小さい頃は、「お姉ちゃんなんだから弟にやさしくしなさい」と母に頬を叩かれたり、物置に閉じ込められたりしていました。
だからか、わたしの頭の中には『お母さんに怒られたらどうしよう』という考えが常にありました。
小中学生の時は、「マンガなんて読んでないで勉強しなさい」、「絵なんて描いていないで勉強しなさい」と言われていました。
あまりにも言われるのでマンガを読むのも絵を描くのも親の目を盗んでするようになり、親の足音が聞こえると隠すようになっていました。
社会人になって、仕事が終わるのが24時を過ぎてしまったとき、うっかり「どうしよう、お母さんに怒られる…」とつぶやいたら、職場の人にびっくりされたことがありました。
結婚し実家を離れて夫と暮らすようになっても、母の存在が少し弱まっても、まだ重さが残っていました。
「実家の近くに空き家ができたから引っ越して来なさいよ」という母の勝手すぎる言動に、揺らいだりもしました。
言葉の印象は「支配」
改めて振り返ってみると、母の言動とわたしの反応は、度が過ぎていたと思います。
今のわたしには、母が放っていた言葉は、かなり支配的なように感じます。
そして、それに対するわたしの反応には、過度な緊張と怯えが見て取れます。
直接目の前の母から言われるのも相当大きなインパクトがあったと思うし、離れていても母の声が脳内で鳴り響いていたのだから、常にかなり緊張していたことでしょう。
母から離れることによって得た静けさ

決定的だったのは、移住でした。
変な言い方かもしれませんが、母の念が及ばない場所まで離れた。
それによって、はじめて、母の声がしない、安心できる場を得ることができたように思います。
「最近以前に比べて頭の中が静かだ」と感じているのは、あの甲高い母の声が響いてこなくなったからでしょう。
たぶん、わたしは、変わったんです。
わたしが変わったからこそ、母はあのような発言をしたのだと今思っています。
言葉の捉え直し
過去に起きた出来事は変えられませんが、それをどう受け止めてどう活かすかは、今からでも選択することができます。
だから、衝撃的だと感じた母の言葉を、もう一度今の自分で受け止めてみます。
「わたし、子育て失敗しちゃったわね。
育てているときはどんなすごい子になるのか、と思っていたのに」
この言葉、今のわたしには、こう聞こえます。
『なんだ、もうわたしの言うこと聞かないのね。
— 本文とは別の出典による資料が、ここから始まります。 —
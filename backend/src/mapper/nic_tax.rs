//! NIC/Tax rows ↔ [`NicTaxEntry`].
//!
//! `RecordName`, `StartDate`, `EndDate` and `BaseLocationId` describe the
//! whole batch and are read from the first row only.

use rust_decimal::Decimal;

use super::fields::{RowBuilder, RowCheck};
use super::schema::nic_tax::*;
use super::{import_with_period, MapOutcome};
use crate::models::{FlatRow, NicTaxEntry, NicTaxPeriod};
use crate::translate::LocationCodeMap;

struct Amounts {
    employee_id: String,
    ees_nic: Decimal,
    er_nic: Decimal,
    ees_tax: Decimal,
    notes: Option<String>,
}

pub fn import_rows(rows: &[FlatRow], locations: &LocationCodeMap) -> MapOutcome<NicTaxEntry> {
    import_with_period(
        rows,
        &RECORD_LEVEL,
        |check| read_period(check, locations),
        read_amounts,
        |period, a| NicTaxEntry {
            period,
            employee_id: a.employee_id,
            ees_nic: a.ees_nic,
            er_nic: a.er_nic,
            ees_tax: a.ees_tax,
            notes: a.notes,
        },
    )
}

fn read_period(check: &mut RowCheck<'_>, locations: &LocationCodeMap) -> Option<NicTaxPeriod> {
    let record_name = check.required_text(RECORD_NAME);
    let start_date = check.date(START_DATE);
    let end_date = check.date(END_DATE);
    if let (Some(start), Some(end)) = (start_date, end_date) {
        check.date_order(END_DATE, start, end);
    }
    let base_location_id = check.location(BASE_LOCATION_ID, locations);

    Some(NicTaxPeriod {
        record_name: record_name?,
        start_date: start_date?,
        end_date: end_date?,
        base_location_id: base_location_id?,
    })
}

fn read_amounts(check: &mut RowCheck<'_>) -> Option<Amounts> {
    let employee_id = check.required_text(EMPLOYEE_ID);
    let ees_nic = check.decimal(EES_NIC);
    let er_nic = check.decimal(ER_NIC);
    let ees_tax = check.decimal(EES_TAX);

    Some(Amounts {
        employee_id: employee_id?,
        ees_nic: ees_nic?,
        er_nic: er_nic?,
        ees_tax: ees_tax?,
        notes: check.optional_text(NOTES),
    })
}

/// Flatten one entry; the record-level columns are repeated on every row.
pub fn export_row(entry: &NicTaxEntry, locations: &LocationCodeMap) -> (FlatRow, Vec<String>) {
    let mut out = RowBuilder::default();
    let (code, found) = locations.code_or_raw(&entry.period.base_location_id);
    let unresolved = if found {
        Vec::new()
    } else {
        vec![entry.period.base_location_id.clone()]
    };

    out.set(RECORD_NAME, entry.period.record_name.as_str());
    out.set_date(START_DATE, Some(entry.period.start_date));
    out.set_date(END_DATE, Some(entry.period.end_date));
    out.set(BASE_LOCATION_ID, code);
    out.set(EMPLOYEE_ID, entry.employee_id.as_str());
    out.set_decimal(EES_NIC, Some(entry.ees_nic));
    out.set_decimal(ER_NIC, Some(entry.er_nic));
    out.set_decimal(EES_TAX, Some(entry.ees_tax));
    out.set_opt(NOTES, entry.notes.as_deref());

    (out.finish(&COLUMNS), unresolved)
}

#[cfg(test)]
mod tests {
    use super::*;
    use crate::error::RowErrorKind;
    use rust_decimal_macros::dec;

    fn locations() -> LocationCodeMap {
        LocationCodeMap::from_pairs([("loc-1", "LDN")]).unwrap()
    }

    fn row(values: [&str; 9]) -> FlatRow {
        FlatRow::from_pairs(COLUMNS.iter().copied().zip(values))
    }

    #[test]
    fn test_record_level_from_first_row() {
        let rows = vec![
            row(["April", "2024-04-01", "2024-04-30", "LDN", "e1", "10", "12.5", "30", ""]),
            row(["", "", "", "", "e2", "0", "0", "0", "leaver"]),
        ];
        let outcome = import_rows(&rows, &locations());

        assert!(outcome.errors.is_empty());
        assert!(outcome.warnings.is_empty());
        assert_eq!(outcome.records.len(), 2);
        let second = &outcome.records[1];
        assert_eq!(second.period.record_name, "April");
        assert_eq!(second.period.base_location_id, "loc-1");
        assert_eq!(second.employee_id, "e2");
        assert_eq!(second.notes.as_deref(), Some("leaver"));
        assert_eq!(outcome.records[0].er_nic, dec!(12.5));
    }

    #[test]
    fn test_differing_record_level_warns() {
        let rows = vec![
            row(["April", "2024-04-01", "2024-04-30", "LDN", "e1", "1", "1", "1", ""]),
            row(["May", "2024-04-01", "2024-04-30", "LDN", "e2", "1", "1", "1", ""]),
        ];
        let outcome = import_rows(&rows, &locations());

        assert_eq!(outcome.records.len(), 2);
        assert_eq!(outcome.records[1].period.record_name, "April");
        assert_eq!(outcome.warnings.len(), 1);
        assert_eq!(outcome.warnings[0].row, 3);
        assert_eq!(outcome.warnings[0].column, "RecordName");
    }

    #[test]
    fn test_bad_first_row_rejects_all() {
        let rows = vec![
            row(["April", "2024-04-30", "2024-04-01", "XXX", "e1", "1", "1", "1", ""]),
            row(["", "", "", "", "e2", "1", "1", "1", ""]),
        ];
        let outcome = import_rows(&rows, &locations());

        assert!(outcome.records.is_empty());
        assert_eq!(outcome.rejected_rows, vec![2, 3]);
        assert_eq!(outcome.errors.len(), 2);
        assert!(outcome.errors.iter().all(|e| e.row == 2));
        assert!(matches!(outcome.errors[0].kind, RowErrorKind::Inconsistent { .. }));
        assert_eq!(
            outcome.errors[1].kind,
            RowErrorKind::UnknownLocation { code: "XXX".into() }
        );
    }

    #[test]
    fn test_amounts_required() {
        let rows = vec![row([
            "April", "2024-04-01", "2024-04-30", "LDN", "e1", "", "x", "-2", "",
        ])];
        let outcome = import_rows(&rows, &locations());

        let columns: Vec<&str> = outcome.errors.iter().map(|e| e.column.as_str()).collect();
        assert_eq!(columns, vec!["EesNIC", "ErNIC", "EesTax"]);
        assert_eq!(outcome.rejected_rows, vec![2]);
    }

    #[test]
    fn test_export_round_trip() {
        let rows = vec![row([
            "April", "2024-04-01", "2024-04-30", "LDN", "e1", "10.00", "12", "30", "note",
        ])];
        let entry = import_rows(&rows, &locations()).records.remove(0);

        let (exported, unresolved) = export_row(&entry, &locations());
        assert!(unresolved.is_empty());
        assert_eq!(exported, rows[0]);
    }
}
//! Timesheet template rows ↔ [`TimesheetEntry`].

use rust_decimal::Decimal;

use super::fields::{RowBuilder, RowCheck};
use super::schema::timesheet::*;
use super::{import_with_period, MapOutcome};
use crate::codec;
use crate::error::LineItemError;
use crate::models::{FlatRow, LineItem, TimesheetEntry, TimesheetPeriod};
use crate::translate::LocationCodeMap;

struct Worked {
    payroll_id: String,
    employee_name: Option<String>,
    base_location_id: Option<String>,
    hours_worked: Option<Decimal>,
    days_worked: Option<Decimal>,
    extra_shift: Option<Decimal>,
    additions: Vec<LineItem>,
    deductions: Vec<LineItem>,
    notes: Option<String>,
}

pub fn import_rows(rows: &[FlatRow], locations: &LocationCodeMap) -> MapOutcome<TimesheetEntry> {
    import_with_period(
        rows,
        &RECORD_LEVEL,
        |check| read_period(check, locations),
        |check| read_worked(check, locations),
        |period, w| TimesheetEntry {
            period,
            payroll_id: w.payroll_id,
            employee_name: w.employee_name,
            base_location_id: w.base_location_id,
            hours_worked: w.hours_worked,
            days_worked: w.days_worked,
            extra_shift: w.extra_shift,
            additions: w.additions,
            deductions: w.deductions,
            notes: w.notes,
        },
    )
}

fn read_period(check: &mut RowCheck<'_>, locations: &LocationCodeMap) -> Option<TimesheetPeriod> {
    let name = check.required_text(TIMESHEET_NAME);
    let start_date = check.date(START_DATE);
    let end_date = check.date(END_DATE);
    if let (Some(start), Some(end)) = (start_date, end_date) {
        check.date_order(END_DATE, start, end);
    }
    let work_location_id = check.location(WORK_LOCATION, locations);

    Some(TimesheetPeriod {
        name: name?,
        start_date: start_date?,
        end_date: end_date?,
        work_location_id: work_location_id?,
    })
}

fn read_worked(check: &mut RowCheck<'_>, locations: &LocationCodeMap) -> Option<Worked> {
    let payroll_id = check.required_text(PAYROLL_ID);
    let hours_worked = check.optional_decimal(HOURS_WORKED);
    let days_worked = check.optional_decimal(DAYS_WORKED);
    let extra_shift = check.optional_decimal(EXTRA_SHIFT);
    let additions = check.line_items(ADDITION);
    let deductions = check.line_items(DEDUCTION);
    let base_location_id = check.optional_location(BASE_LOCATION, locations);

    Some(Worked {
        payroll_id: payroll_id?,
        employee_name: check.optional_text(EMPLOYEE_NAME),
        base_location_id: base_location_id.ok()?,
        hours_worked: hours_worked.ok()?,
        days_worked: days_worked.ok()?,
        extra_shift: extra_shift.ok()?,
        additions: additions?,
        deductions: deductions?,
        notes: check.optional_text(NOTES),
    })
}

/// Flatten one entry; the record-level columns are repeated on every row.
pub fn export_row(
    entry: &TimesheetEntry,
    locations: &LocationCodeMap,
) -> Result<(FlatRow, Vec<String>), LineItemError> {
    let mut out = RowBuilder::default();
    let mut unresolved = Vec::new();
    let mut code_for = |id: &str| {
        let (code, found) = locations.code_or_raw(id);
        if !found {
            unresolved.push(id.to_string());
        }
        code
    };

    out.set(TIMESHEET_NAME, entry.period.name.as_str());
    out.set_date(START_DATE, Some(entry.period.start_date));
    out.set_date(END_DATE, Some(entry.period.end_date));
    out.set(WORK_LOCATION, code_for(&entry.period.work_location_id));
    out.set_opt(EMPLOYEE_NAME, entry.employee_name.as_deref());
    out.set(PAYROLL_ID, entry.payroll_id.as_str());
    if let Some(id) = &entry.base_location_id {
        out.set(BASE_LOCATION, code_for(id));
    }
    out.set_decimal(HOURS_WORKED, entry.hours_worked);
    out.set_decimal(DAYS_WORKED, entry.days_worked);
    out.set_decimal(EXTRA_SHIFT, entry.extra_shift);
    out.set(ADDITION, codec::encode(&entry.additions)?);
    out.set(DEDUCTION, codec::encode(&entry.deductions)?);
    out.set_opt(NOTES, entry.notes.as_deref());

    Ok((out.finish(&COLUMNS), unresolved))
}

#[cfg(test)]
mod tests {
    use super::*;
    use crate::error::RowErrorKind;
    use rust_decimal_macros::dec;

    fn locations() -> LocationCodeMap {
        LocationCodeMap::from_pairs([("loc-1", "LDN"), ("loc-2", "MAN")]).unwrap()
    }

    fn row(values: [&str; 13]) -> FlatRow {
        FlatRow::from_pairs(COLUMNS.iter().copied().zip(values))
    }

    #[test]
    fn test_optional_numbers_stay_absent() {
        let rows = vec![
            row([
                "Week 14", "2024-04-01", "2024-04-07", "LDN", "Jane Roe", "P-1", "MAN", "37.5",
                "", "", "Transport:50;20", "", "",
            ]),
            row([
                "", "", "", "", "", "P-2", "", "", "5", "1", "", "Uniform:12", "late",
            ]),
        ];
        let outcome = import_rows(&rows, &locations());
        assert!(outcome.errors.is_empty());

        let first = &outcome.records[0];
        assert_eq!(first.period.work_location_id, "loc-1");
        assert_eq!(first.base_location_id.as_deref(), Some("loc-2"));
        assert_eq!(first.hours_worked, Some(dec!(37.5)));
        assert_eq!(first.days_worked, None);
        assert_eq!(first.additions.len(), 2);

        let second = &outcome.records[1];
        assert_eq!(second.period.name, "Week 14");
        assert_eq!(second.hours_worked, None);
        assert_eq!(second.extra_shift, Some(dec!(1)));
        assert_eq!(second.deductions, vec![LineItem::named("Uniform", dec!(12))]);
    }

    #[test]
    fn test_entry_errors_in_order() {
        let rows = vec![row([
            "Week 14", "2024-04-01", "2024-04-07", "LDN", "", "", "BRS", "abc", "", "", "a:b:c",
            "", "",
        ])];
        let outcome = import_rows(&rows, &locations());

        let columns: Vec<&str> = outcome.errors.iter().map(|e| e.column.as_str()).collect();
        assert_eq!(columns, vec!["PayrollID", "HoursWorked", "Addition", "BaseLocation"]);
        assert!(matches!(outcome.errors[2].kind, RowErrorKind::BadLineItems { .. }));
    }

    #[test]
    fn test_end_before_start_rejected() {
        let rows = vec![row([
            "Week 14", "2024-04-07", "2024-04-01", "LDN", "", "P-1", "", "", "", "", "", "", "",
        ])];
        let outcome = import_rows(&rows, &locations());

        assert!(outcome.records.is_empty());
        assert_eq!(outcome.errors[0].column, "EndDate");
    }

    #[test]
    fn test_export_round_trip() {
        let rows = vec![row([
            "Week 14", "2024-04-01", "2024-04-07", "LDN", "Jane Roe", "P-1", "MAN", "37.5",
            "4", "", "Transport:50;20", "", "ok",
        ])];
        let entry = import_rows(&rows, &locations()).records.remove(0);

        let (exported, unresolved) = export_row(&entry, &locations()).unwrap();
        assert!(unresolved.is_empty());
        assert_eq!(exported, rows[0]);
    }

    #[test]
    fn test_export_rejects_line_item_that_would_change_on_reimport() {
        let rows = vec![row([
            "Week 14", "2024-04-01", "2024-04-07", "LDN", "", "P-1", "", "", "", "", "", "", "",
        ])];
        let mut entry = import_rows(&rows, &locations()).records.remove(0);
        entry.deductions = vec![LineItem::named("Meal:Lunch", dec!(10))];

        let err = export_row(&entry, &locations()).unwrap_err();
        assert_eq!(err, LineItemError::UnencodableName("Meal:Lunch".into()));
    }
}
期待はずれだったわ』
わたしを縛ることへの諦め。
そう解釈して、わたしは次に進むことに決めました。
まとめ『母からの卒業』

わたしは今、こう宣言したい。
「わたし、母から卒業します」と。
わたしは今新しい学校に通っていて、毎日バタバタと過ごしている。
前に通っていた学校のことはたまに思い出す程度。
母とはそういう距離感でいようと思います。
新しい学校…今の場所で、日々を生き、目の前の人を大切にし、今の環境を楽しみたい。
わたしの人生を、そういう方向に舵を切っていくのです。